The reset gate determines how much of the previous hidden state to forget, and the update gate determines how much of the new input information to incorporate into the hidden state. The hidden state is then updated based on the values of the reset and update gates, as well as the new input.
Here is a more detailed explanation of the architecture of a GRU:
- Input and hidden states: The GRU takes two inputs: the current input (x_t) and the previous hidden state (h_{t-1}).
- Reset gate: The reset gate (r_t) is a sigmoid activation layer that determines how much of the previous hidden state to forget. It is computed as: r_t = sigmoid(W_r * [h_{t-1}, x_t] + b_r)

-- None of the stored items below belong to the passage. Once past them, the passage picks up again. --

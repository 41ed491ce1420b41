//! # Assembler
//!
//! Builds a keyed structure from a stream of key/value events. The same
//! state machine serves every [`Schema`]: the top-level JOSE object, each
//! signature, and each recipient.
//!
//! The event protocol is:
//!
//! ```text
//! Initial --assemble_key--> MidKey --assign_key--> ExpectValue
//!     ^                                                |
//!     |                                          assemble_value
//!     |                                                v
//!     +--- assign_* / ListAssembler::finish /------ MidValue
//!          HeaderAssembler::finish
//!
//! Initial --finish--> Finished
//! ```
//!
//! Calling a method in the wrong state is a bug in the driving decoder and
//! panics. Bad input data (unknown keys, wrong kinds, invalid CIDs) is
//! reported through [`Result`].

mod header;
mod list;

pub use self::header::HeaderAssembler;
pub use self::list::{Entries, ListAssembler};
use crate::error::{Error, Result};
use crate::node::{Kind, Node};
use crate::schema::{Field, Schema, Setter};

/// Assembler states.
#[derive(Clone, Copy, Debug, PartialEq, Eq)]
pub enum State {
    /// Expecting a key, or the end of the map.
    Initial,

    /// A key is being assembled.
    MidKey,

    /// A key has been accepted; the only valid call is `assemble_value`.
    ExpectValue,

    /// A value is being assembled.
    MidValue,

    /// Assembly is complete.
    Finished,
}

/// The key/value event protocol for building a map-shaped structure.
///
/// # Panics
///
/// Every method panics when called in a state the protocol does not allow.
pub trait MapAssembler {
    /// Name of the structure being assembled, for error messages.
    fn type_name(&self) -> &'static str;

    /// Start a new key. Valid in [`State::Initial`].
    fn assemble_key(&mut self);

    /// Resolve the key started by [`MapAssembler::assemble_key`].
    ///
    /// # Errors
    ///
    /// Returns [`Error::NoSuchField`] for a key outside the schema and
    /// [`Error::RepeatedField`] for a key already assembled.
    fn assign_key(&mut self, key: &str) -> Result<()>;

    /// Start the value for the resolved key. Valid in [`State::ExpectValue`].
    fn assemble_value(&mut self);

    /// Assign a complete value to the current key. [`Node::Null`] clears the
    /// field to absent.
    ///
    /// # Errors
    ///
    /// Returns an error when the value's kind does not fit the field or the
    /// value fails the field's coercion.
    fn assign_node(&mut self, value: Node) -> Result<()>;

    /// Start a list value for the current key.
    ///
    /// # Errors
    ///
    /// Returns [`Error::WrongKind`] if the field does not hold a list.
    fn begin_list(&mut self, size_hint: usize) -> Result<ListAssembler<'_>>;

    /// Start a map value for the current key.
    ///
    /// # Errors
    ///
    /// Returns [`Error::WrongKind`] if the field does not hold a map.
    fn begin_map(&mut self, size_hint: usize) -> Result<HeaderAssembler<'_>>;

    /// Complete assembly. Valid in [`State::Initial`].
    ///
    /// # Errors
    ///
    /// Returns an error if a mandatory field is missing or the assembled
    /// fields are inconsistent.
    fn finish(&mut self) -> Result<()>;

    /// Assign null to the current key, clearing the field.
    ///
    /// # Errors
    ///
    /// Never fails for a resolved key; see [`MapAssembler::assign_node`].
    fn assign_null(&mut self) -> Result<()> {
        self.assign_node(Node::Null)
    }

    /// Assign a byte string to the current key.
    ///
    /// # Errors
    ///
    /// See [`MapAssembler::assign_node`].
    fn assign_bytes(&mut self, bytes: Vec<u8>) -> Result<()> {
        self.assign_node(Node::Bytes(bytes))
    }

    /// Assign a string to the current key.
    ///
    /// # Errors
    ///
    /// See [`MapAssembler::assign_node`].
    fn assign_string(&mut self, value: String) -> Result<()> {
        self.assign_node(Node::String(value))
    }

    /// `assemble_key`, `assign_key`, and `assemble_value` in one call.
    ///
    /// # Errors
    ///
    /// See [`MapAssembler::assign_key`].
    fn assemble_entry(&mut self, key: &str) -> Result<()> {
        self.assemble_key();
        self.assign_key(key)?;
        self.assemble_value();
        Ok(())
    }

    /// Assemble from an already-built tree, then finish.
    ///
    /// Entries are re-emitted through the key/value protocol in the order the
    /// map provides, so pre-built and streamed input share one validation
    /// path.
    ///
    /// # Errors
    ///
    /// Returns [`Error::WrongKind`] if `node` is not a map, or any error
    /// raised while assembling its entries.
    fn assign_map(&mut self, node: Node) -> Result<()> {
        let kind = node.kind();
        let Node::Map(entries) = node else {
            return Err(Error::wrong_kind(self.type_name(), Kind::Map, kind));
        };
        for (key, value) in entries {
            self.assemble_entry(&key)?;
            self.assign_node(value)?;
        }
        self.finish()
    }
}
//! # Test Utilities for DAG-JOSE
//!
//! Sample objects and tracing setup shared by the integration tests.
//!
//! This crate is not intended to be used directly.

pub mod sample;

use std::sync::Once;

use tracing::Level;
use tracing_subscriber::FmtSubscriber;

// initalise tracing once for all tests
static INIT: Once = Once::new();

/// Initialise tracing for tests.
///
/// # Panics
///
/// Panics if the tracing subscriber cannot be set.
pub fn init_tracer() {
    INIT.call_once(|| {
        let subscriber = FmtSubscriber::builder().with_max_level(Level::ERROR).finish();
        tracing::subscriber::set_global_default(subscriber).expect("subscriber set");
    });
}
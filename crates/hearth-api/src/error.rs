use axum::{
    Json,
    http::StatusCode,
    response::{IntoResponse, Response},
};
use tracing::error;

pub type ApiResult<T> = Result<T, ApiError>;

/// Typed failures raised where they are detected and turned into HTTP
/// responses at the boundary.
#[derive(Debug, thiserror::Error)]
pub enum ApiError {
    /// Malformed or missing input, rejected before any write
    #[error("{0}")]
    Validation(String),

    #[error("{0}")]
    Unauthorized(String),

    /// Cross-family access
    #[error("{0}")]
    Forbidden(String),

    #[error("{0}")]
    NotFound(String),

    #[error("{0}")]
    Conflict(String),

    #[error("internal server error")]
    Internal(#[from] anyhow::Error),
}

impl ApiError {
    pub fn status(&self) -> StatusCode {
        match self {
            Self::Validation(_) => StatusCode::BAD_REQUEST,
            Self::Unauthorized(_) => StatusCode::UNAUTHORIZED,
            Self::Forbidden(_) => StatusCode::FORBIDDEN,
            Self::NotFound(_) => StatusCode::NOT_FOUND,
            Self::Conflict(_) => StatusCode::CONFLICT,
            Self::Internal(_) => StatusCode::INTERNAL_SERVER_ERROR,
        }
    }
}

impl From<tokio::task::JoinError> for ApiError {
    fn from(e: tokio::task::JoinError) -> Self {
        Self::Internal(anyhow::anyhow!("spawn_blocking join error: {}", e))
    }
}

impl IntoResponse for ApiError {
    fn into_response(self) -> Response {
        if let Self::Internal(e) = &self {
            error!("Internal error: {:#}", e);
        }
        let body = serde_json::json!({
            "success": false,
            "message": self.to_string(),
        });
        (self.status(), Json(body)).into_response()
    }
}
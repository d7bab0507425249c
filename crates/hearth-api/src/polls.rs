use axum::{
    Extension, Json,
    extract::{Path, State},
    http::StatusCode,
    response::IntoResponse,
};
use chrono::Utc;
use tracing::info;
use uuid::Uuid;

use hearth_db::Database;
use hearth_db::models::{NewPoll, PollRow, VoteOutcome};
use hearth_types::api::{CreatePollRequest, PollView, VoteRequest};
use hearth_types::events::GatewayEvent;
use hearth_types::models::SessionUser;

use crate::error::{ApiError, ApiResult};
use crate::extract::ApiJson;
use crate::state::{AppState, AppStateInner};
use crate::views;

pub async fn create_poll(
    state: &AppStateInner,
    user: &SessionUser,
    req: CreatePollRequest,
) -> ApiResult<PollView> {
    let Some(family) = user.family_id.clone() else {
        return Err(ApiError::Validation("Join a family before creating polls.".into()));
    };

    let question = req.question.trim().to_string();
    let options: Vec<(String, String)> = req
        .options
        .iter()
        .map(|o| o.trim())
        .filter(|o| !o.is_empty())
        .map(|o| (Uuid::new_v4().to_string(), o.to_string()))
        .collect();
    if question.is_empty() || options.len() < 2 {
        return Err(ApiError::Validation(
            "A poll needs a question and at least two options.".into(),
        ));
    }

    let creator = user.id.to_string();
    let poll_id = Uuid::new_v4().to_string();
    let poll = state
        .db(move |db| {
            let now = hearth_db::format_timestamp(Utc::now());
            db.create_poll(
                &NewPoll {
                    id: &poll_id,
                    question: &question,
                    family_id: family.as_str(),
                    created_by: &creator,
                    created_at: &now,
                },
                &options,
            )?;
            let row = db
                .get_poll(&poll_id)?
                .ok_or_else(|| anyhow::anyhow!("Poll not found after insert: {}", poll_id))?;
            single_view(db, row)
        })
        .await?;

    info!("{} created poll {} in family {}", user.name, poll.id, poll.family_id);
    state
        .broadcaster
        .broadcast(&poll.family_id, GatewayEvent::NewPoll(poll.clone()));
    Ok(poll)
}

/// Active polls of the caller's family, newest first.
pub async fn list_polls(state: &AppStateInner, user: &SessionUser) -> ApiResult<Vec<PollView>> {
    let Some(family) = user.family_id.clone() else {
        return Ok(vec![]);
    };

    state
        .db(move |db| {
            let rows = db.get_active_family_polls(family.as_str())?;
            Ok(views::poll_views(db, rows)?)
        })
        .await
}

pub async fn poll_detail(state: &AppStateInner, user: &SessionUser, poll_id: Uuid) -> ApiResult<PollView> {
    let user = user.clone();
    state
        .db(move |db| {
            let row = family_poll(db, poll_id, &user)?;
            single_view(db, row)
        })
        .await
}

/// Move the caller's single vote on the poll to `option_id` and push the
/// whole poll to the family.
pub async fn vote(
    state: &AppStateInner,
    user: &SessionUser,
    poll_id: Uuid,
    option_id: Uuid,
) -> ApiResult<PollView> {
    let voter = user.clone();
    let poll = state
        .db(move |db| {
            let row = family_poll(db, poll_id, &voter)?;
            let now = hearth_db::format_timestamp(Utc::now());
            let outcome =
                db.cast_vote(&row.id, &option_id.to_string(), &voter.id.to_string(), &now)?;
            if outcome == VoteOutcome::UnknownOption {
                return Err(ApiError::NotFound("Poll option not found.".into()));
            }
            single_view(db, row)
        })
        .await?;

    state
        .broadcaster
        .broadcast(&poll.family_id, GatewayEvent::PollUpdated(poll.clone()));
    Ok(poll)
}

/// Load a poll and check it belongs to the caller's family.
fn family_poll(db: &Database, poll_id: Uuid, user: &SessionUser) -> ApiResult<PollRow> {
    let row = db
        .get_poll(&poll_id.to_string())?
        .ok_or_else(|| ApiError::NotFound("Poll not found.".into()))?;

    if user.family_id.as_ref().map(|f| f.as_str()) != Some(row.family_id.as_str()) {
        return Err(ApiError::Forbidden("This poll belongs to another family.".into()));
    }
    Ok(row)
}

fn single_view(db: &Database, row: PollRow) -> ApiResult<PollView> {
    let id = row.id.clone();
    views::poll_views(db, vec![row])?
        .pop()
        .ok_or_else(|| ApiError::Internal(anyhow::anyhow!("Poll view missing: {}", id)))
}

fn parse_poll_id(raw: &str) -> ApiResult<Uuid> {
    raw.parse()
        .map_err(|_| ApiError::Validation(format!("Invalid poll id: {}", raw)))
}

// -- Handlers --

pub async fn post_poll(
    State(state): State<AppState>,
    Extension(user): Extension<SessionUser>,
    ApiJson(req): ApiJson<CreatePollRequest>,
) -> ApiResult<impl IntoResponse> {
    let poll = create_poll(&state, &user, req).await?;
    Ok((
        StatusCode::CREATED,
        Json(serde_json::json!({ "success": true, "poll": poll })),
    ))
}

pub async fn get_polls(
    State(state): State<AppState>,
    Extension(user): Extension<SessionUser>,
) -> ApiResult<impl IntoResponse> {
    let polls = list_polls(&state, &user).await?;
    Ok(Json(serde_json::json!({ "success": true, "polls": polls })))
}

pub async fn get_poll(
    State(state): State<AppState>,
    Extension(user): Extension<SessionUser>,
    Path(poll_id): Path<String>,
) -> ApiResult<impl IntoResponse> {
    let poll = poll_detail(&state, &user, parse_poll_id(&poll_id)?).await?;
    Ok(Json(serde_json::json!({ "success": true, "poll": poll })))
}

pub async fn post_vote(
    State(state): State<AppState>,
    Extension(user): Extension<SessionUser>,
    Path(poll_id): Path<String>,
    ApiJson(req): ApiJson<VoteRequest>,
) -> ApiResult<impl IntoResponse> {
    let poll = vote(&state, &user, parse_poll_id(&poll_id)?, req.option_id).await?;
    Ok(Json(serde_json::json!({ "success": true, "poll": poll })))
}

- Update gate: The update gate (z_t) is also a sigmoid activation layer that determines how much of the new input information to incorporate into the hidden state. It is computed as: z_t = sigmoid(W_z * [h_{t-1}, x_t] + b_z)
- Candidate hidden state: The candidate hidden state (h_t’) is a tanh activation layer that calculates a new, candidate hidden state based on the current input and the previous hidden state, scaled by the reset gate. It is computed as: h_t’ = tanh(W * [r_t * h_{t-1}, x_t] + b)
5. New hidden state: The new hidden state (h_t) is a combination of the previous hidden state and the candidate hidden state, scaled by the update gate. It is computed as: h_t = (1 — z_t) * h_{t-1} + z_t * h_t’
This process is repeated for each time step in the input sequence, with the hidden state at each time step being used as input to the next time step. The final hidden state is then used to make predictions for the task at hand, such as language translation or speech recognition.
The main difference between a GRU and a bi-GRU is that a bi-GRU has two separate hidden states, one for each direction, and it concatenates the final hidden states from both directions before making its final prediction. This allows the bi-GRU to capture information from both the past and the future of the input sequence, whereas a regular GRU only has access to information from the past.
In practice, bi-GRUs are often used for tasks such as natural language processing, where the model needs to understand the context of a word in a sentence in order to make accurate predictions.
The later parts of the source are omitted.